Carlsbad was a deliberate choice, because it had open space and was less expensive than San Diego’s biotech hub in La Jolla, Monia said.
The cross-country move was meant to be temporary.
“I told my mother I’ve got to come out here for five years, and then I’ll go back to the East Coast where my family was,” he said. “That obviously didn’t pan out.”
Ionis Pharmaceuticals Quotes by TradingView
By the numbers
A major selling point for a company like Ionis is the social benefit of treating severe diseases. But in strictly financial terms, has Ionis been a good stock? That depends on many factors, including how long ago the stock was purchased.
In general, those who bought within the last year, and for much of the last three years, should be happy. But those who bought at the $10 IPO price have seen mixed results. Their shares have increased in value, but massive dilution has taken even more.
The market capitalization of Ionis has increased by 100 fold since its IPO, from slightly over $100 million to more than 11 billion. That equals about 18 percent compound growth per year.
By comparison, during that 28-year period the Nasdaq index has increased from 500 to 7,600, or 15-fold
However, Ionis shares have been heavily diluted with repeated offerings — something normal for growing biotech companies. So that share purchased at the $10 IPO price didn’t increase nearly 100 times. Instead, per-share price has increased less than eight-fold.
So was the call to invest in Ionis made too soon? “That’s not an answerable question,” McCamant said.

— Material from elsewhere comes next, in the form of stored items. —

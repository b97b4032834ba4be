use axum::{Router, routing::post};

use crate::state::AppState;

use super::controller::oauth_login;

pub fn init_oauth_router() -> Router<AppState> {
    Router::new().route("/{provider}", post(oauth_login))
}
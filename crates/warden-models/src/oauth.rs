use std::fmt;
use std::str::FromStr;

use serde::{Deserialize, Serialize};
use warden_core::AuthError;

use crate::users::SignupMethod;

#[derive(Debug, Clone, Copy, PartialEq, Eq, Serialize, Deserialize)]
#[serde(rename_all = "lowercase")]
pub enum OAuthProvider {
    Github,
    Google,
}

impl OAuthProvider {
    pub fn signup_method(&self) -> SignupMethod {
        match self {
            OAuthProvider::Github => SignupMethod::Github,
            OAuthProvider::Google => SignupMethod::Google,
        }
    }

    /// GitHub accounts are keyed by login, Google accounts by email.
    pub fn keys_by_email(&self) -> bool {
        matches!(self, OAuthProvider::Google)
    }
}

impl fmt::Display for OAuthProvider {
    fn fmt(&self, f: &mut fmt::Formatter<'_>) -> fmt::Result {
        f.write_str(self.signup_method().as_str())
    }
}

impl FromStr for OAuthProvider {
    type Err = AuthError;

    fn from_str(s: &str) -> Result<Self, Self::Err> {
        match s {
            "github" => Ok(OAuthProvider::Github),
            "google" => Ok(OAuthProvider::Google),
            _ => Err(AuthError::InvalidSignupMethod),
        }
    }
}

/// What a provider's code exchange yields about the person signing in.
#[derive(Debug, Clone, Serialize, Deserialize)]
pub struct OAuthIdentity {
    pub email: String,
    /// GitHub login or Google display name.
    pub display_name: String,
    pub avatar_url: Option<String>,
}
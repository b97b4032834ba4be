//! Fire-and-forget delivery.
//!
//! Each notification runs on its own spawned task. The caller never waits for
//! delivery and never sees a delivery error.

use std::sync::Arc;
use std::time::Duration;

use tracing::warn;

use crate::Notifier;
use crate::message::{EmailMessage, WebhookNotification};

#[derive(Clone)]
pub struct Dispatcher {
    notifier: Arc<dyn Notifier>,
    webhook_timeout: Duration,
}

impl std::fmt::Debug for Dispatcher {
    fn fmt(&self, f: &mut std::fmt::Formatter<'_>) -> std::fmt::Result {
        f.debug_struct("Dispatcher")
            .field("webhook_timeout", &self.webhook_timeout)
            .finish_non_exhaustive()
    }
}

impl Dispatcher {
    pub fn new(notifier: Arc<dyn Notifier>, webhook_timeout: Duration) -> Self {
        Self {
            notifier,
            webhook_timeout,
        }
    }

    /// Must be called from within a tokio runtime.
    pub fn email(&self, message: EmailMessage) {
        let notifier = Arc::clone(&self.notifier);
        tokio::spawn(async move {
            if let Err(e) = notifier.send_email(&message).await {
                warn!(
                    to = %message.to_address,
                    template = ?message.template,
                    error = %e,
                    "Failed to send email"
                );
            }
        });
    }

    /// Posts `{identifier, message}` to the webhook, giving up after the
    /// configured timeout.
    pub fn webhook(&self, identifier: impl Into<String>, message: impl Into<String>) {
        let notifier = Arc::clone(&self.notifier);
        let timeout = self.webhook_timeout;
        let notification = WebhookNotification::new(identifier, message);
        tokio::spawn(async move {
            match tokio::time::timeout(timeout, notifier.invoke_webhook(&notification)).await {
                Ok(Ok(())) => {}
                Ok(Err(e)) => warn!(
                    identifier = %notification.identifier,
                    error = %e,
                    "Webhook call failed"
                ),
                Err(_) => warn!(
                    identifier = %notification.identifier,
                    timeout_ms = timeout.as_millis() as u64,
                    "Webhook call timed out"
                ),
            }
        });
    }
}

All biotech companies face setbacks from factors they don’t control.
For example, the first Ionis drug, for an AIDS-related eye infection, reached the market about the same time as the first effective HIV drugs. That dramatically lowered the market potential for the drug, Vitravene.
Ionis kept a focus on developing antisense and securing patents, McCamant said.

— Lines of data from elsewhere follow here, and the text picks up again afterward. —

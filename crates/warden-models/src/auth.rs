//! JSON request and response bodies for the HTTP binding.
//!
//! The engine applies its own field rules; the `validator` attributes here only
//! reject structurally empty requests before they reach it.

use serde::{Deserialize, Serialize};
use uuid::Uuid;
use validator::Validate;

pub use warden_auth::TokenPair;

#[derive(Debug, Clone, Deserialize, Validate)]
pub struct SignupRequest {
    #[validate(length(min = 1))]
    pub username: String,
    #[validate(length(min = 1))]
    pub email: String,
    #[validate(length(min = 1))]
    pub password: String,
    /// When true the account stays unverified until the emailed link is confirmed.
    #[serde(default)]
    pub require_verification: bool,
}

#[derive(Debug, Clone, Serialize, Deserialize)]
pub struct SignupResponse {
    pub user_id: Uuid,
    pub verification_required: bool,
}

/// Login with either a username or an email address.
#[derive(Debug, Clone, Deserialize, Validate)]
pub struct LoginRequest {
    #[validate(length(min = 1))]
    pub identifier: String,
    #[validate(length(min = 1))]
    pub password: String,
}

#[derive(Debug, Clone, Deserialize, Validate)]
pub struct RefreshTokenRequest {
    #[validate(length(min = 1))]
    pub refresh_token: String,
}

/// Body of every confirm and cancel endpoint.
#[derive(Debug, Clone, Deserialize, Validate)]
pub struct VerificationTokenRequest {
    #[validate(length(min = 1))]
    pub token: String,
}

#[derive(Debug, Clone, Deserialize, Validate)]
pub struct UpdateEmailRequest {
    #[validate(length(min = 1))]
    pub new_email: String,
}

#[derive(Debug, Clone, Deserialize, Validate)]
pub struct UpdateUsernameRequest {
    #[validate(length(min = 1))]
    pub new_username: String,
}

#[derive(Debug, Clone, Deserialize, Validate)]
pub struct UpdatePasswordRequest {
    #[validate(length(min = 1))]
    pub current_password: String,
    #[validate(length(min = 1))]
    pub new_password: String,
}

/// Identity assertion forwarded by the OAuth callback after the provider's code
/// exchange.
#[derive(Debug, Clone, Deserialize, Validate)]
pub struct OAuthLoginRequest {
    #[validate(email)]
    pub email: String,
    #[validate(length(min = 1))]
    pub display_name: String,
    #[validate(url)]
    pub avatar_url: Option<String>,
}

#[derive(Debug, Clone, Serialize, Deserialize)]
pub struct MessageResponse {
    pub message: String,
}

impl MessageResponse {
    pub fn new(message: impl Into<String>) -> Self {
        Self {
            message: message.into(),
        }
    }
}

#[cfg(test)]
mod tests {
    use super::*;

    #[test]
    fn test_signup_request_defaults() {
        let json = r#"{"username":"alice","email":"alice@x.com","password":"pw123"}"#;
        let req: SignupRequest = serde_json::from_str(json).unwrap();
        assert!(!req.require_verification);
        assert!(req.validate().is_ok());
    }

    #[test]
    fn test_login_request_rejects_empty() {
        let req = LoginRequest {
            identifier: String::new(),
            password: "pw".to_string(),
        };
        assert!(req.validate().is_err());
    }

    #[test]
    fn test_oauth_request_validates_avatar_url() {
        let req = OAuthLoginRequest {
            email: "octo@github.com".to_string(),
            display_name: "octocat".to_string(),
            avatar_url: Some("not a url".to_string()),
        };
        assert!(req.validate().is_err());
    }

    #[test]
    fn test_token_pair_serializes() {
        let pair = TokenPair {
            access_token: "a".to_string(),
            refresh_token: "r".to_string(),
        };
        let json = serde_json::to_string(&pair).unwrap();
        assert_eq!(json, r#"{"access_token":"a","refresh_token":"r"}"#);
    }
}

“One has to give them some odds of success when you have 35-plus drugs in the pipeline, with easily 10 new drugs coming into the market over the next five to 10 years,” McCamant said.
While Ionis has grown dramatically over the years, it still faces competition. Sales of its blockbuster Spinrase are likely to decline starting in 2020 as other drugs reach the market, wrote Morningstar analyst Karen Andersen in a Feb. 27 report.

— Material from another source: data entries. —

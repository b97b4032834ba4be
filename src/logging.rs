use axum::{
    extract::{MatchedPath, Request},
    http::HeaderValue,
    middleware::Next,
    response::Response,
};
use std::time::Instant;
use tracing::{error, info, warn};
use tracing_subscriber::{EnvFilter, layer::SubscriberExt, util::SubscriberInitExt};

pub const REQUEST_ID_HEADER: &str = "x-request-id";

pub async fn logging_middleware(req: Request, next: Next) -> Response {
    let start = Instant::now();
    let method = req.method().clone();
    let matched_path = req
        .extensions()
        .get::<MatchedPath>()
        .map(|p| p.as_str().to_string())
        .unwrap_or_else(|| req.uri().path().to_string());

    let request_id = req
        .headers()
        .get(REQUEST_ID_HEADER)
        .and_then(|v| v.to_str().ok())
        .map(str::to_string)
        .unwrap_or_else(|| uuid::Uuid::new_v4().to_string());

    info!(
        request_id = %request_id,
        method = %method,
        path = %matched_path,
        "Incoming request"
    );

    let mut response = next.run(req).await;
    let latency = start.elapsed();
    let status = response.status();

    if let Ok(value) = HeaderValue::from_str(&request_id) {
        response.headers_mut().insert(REQUEST_ID_HEADER, value);
    }

    match status.as_u16() {
        400..=499 => warn!(
            request_id = %request_id,
            method = %method,
            path = %matched_path,
            status = %status.as_u16(),
            latency_ms = %latency.as_millis(),
            "Client error"
        ),
        500..=599 => error!(
            request_id = %request_id,
            method = %method,
            path = %matched_path,
            status = %status.as_u16(),
            latency_ms = %latency.as_millis(),
            "Server error"
        ),
        _ => info!(
            request_id = %request_id,
            method = %method,
            path = %matched_path,
            status = %status.as_u16(),
            latency_ms = %latency.as_millis(),
            "Request completed"
        ),
    }

    response
}

/// Installs the global subscriber.
///
/// The filter comes from `RUST_LOG`, then `LOG_LEVEL`, then a crate-scoped
/// default. `LOG_FORMAT=json` switches to structured JSON lines.
pub fn init_tracing() {
    let filter = EnvFilter::try_from_default_env()
        .or_else(|_| std::env::var("LOG_LEVEL").map(EnvFilter::new))
        .unwrap_or_else(|_| {
            EnvFilter::new(format!(
                "{}=info,warden_notify=info,tower_http=warn,axum::rejection=trace",
                env!("CARGO_CRATE_NAME")
            ))
        });

    let json = std::env::var("LOG_FORMAT")
        .map(|v| v.eq_ignore_ascii_case("json"))
        .unwrap_or(false);

    let registry = tracing_subscriber::registry().with(filter);

    if json {
        registry
            .with(
                tracing_subscriber::fmt::layer()
                    .json()
                    .with_current_span(true)
                    .with_span_list(false),
            )
            .init();
    } else {
        registry
            .with(
                tracing_subscriber::fmt::layer()
                    .with_target(false)
                    .with_file(true)
                    .with_line_number(true)
                    .compact(),
            )
            .init();
    }
}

“In addition, despite strong data in clinical trials to date and multiple partnerships, Ionis is just reaching sustainable profitability,” Andersen wrote.
As for Monia, Andersen wrote that his science background and seven years of executive experience at Ionis should serve him well.
Monia says he’s using the transition period to continue learning from Crooke about being a CEO.
“At the end of this year, I’ll essentially be doing this on my own,” Monia said.